Vallejo reivindica la convivencia vecinal; el hecho de que hoy día todo el mundo parezca un extraño a los ojos de los demás pero que en momentos cruciales, en conflictos importantes, se puedan ayudar unos a otros. Tiene ese espíritu crítico sobre el distanciamiento de las personas; a la autora le gusta la vida de barrio, de comunión vecinal y lo refleja en esta novela.

Como decía, la trama policíaca que se centra en la investigación de un asesinato vinculado al bloque de la calle Berlín, 109 es superflua y sólo sirve para presentarnos a los personajes que lo habitan. Sí, las personas son la clave de la novela. Susana Vallejo se está erigiendo como una gran retratista, una autora capaz de provocar empatía inmediata con todos y cada uno de los personajes principales que salen. Tan sólo el mosso d’esquadra medio retirado que investiga el caso es un personaje que no mantiene el mismo pulso que los demás ... pero es normal, su papel es débil en la historia. El verdadero placer es ir descubriendo los secretos escondidos de todos los miembros de esta comunidad distante; como se van resolviendo y cómo se van acercando unos vecinos que en buena parte de los casos no conocen los nombres de los otros. Aquí radica el esfuerzo de la autora: personificar los problemas, los sentimientos de sus personajes y hacer que nos los sintamos cercanos, incluso en supuestos tan alejados de nosotros como son tener un mafioso o una puta en el rellano de la escalera.

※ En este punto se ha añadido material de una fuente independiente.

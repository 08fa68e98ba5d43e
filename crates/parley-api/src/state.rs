use std::sync::Arc;

use parley_gateway::{Gateway, IdentityVerifier};

pub type AppState = Arc<AppStateInner>;

pub struct AppStateInner {
    pub gateway: Gateway,
    pub verifier: Arc<dyn IdentityVerifier>,
}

Por otra parte, hay que hablar un poco de la debilidad de la trama policíaca. No es que no esté bien resuelta sino que no provoca en ningún momento ningún tipo de empatía con el lector hasta el punto de que si no se resolviera el asesinato no nos importaría. Aquí la autora ha pecado de poca mano izquierda, al centrarse al 100% con los personajes y ha dejado de lado otros aspectos que hubieran podido dejar la novela en una posición más elevada. Aunque su prioridad fuera hablar de las personas, algo más de intriga no hubiera ido mal.

Una novela pues predestinada a entrar bien, donde los nombres propios de los personajes resuenan con fuerza y ​​donde intentamos adaptarnos a sus sentimientos. Una novela que peca de cierta sencillez, con un estilo directo y ameno que atrapará a cualquiera. Una prosa efectiva pero poco literaria. En definitiva una buena obra para matar el tiempo pero que al pasar unos días sólo le recordaremos los momentos intensos de las miradas, las sonrisas, las pasiones escondidas o las amistades reencontradas. No su trama argumental.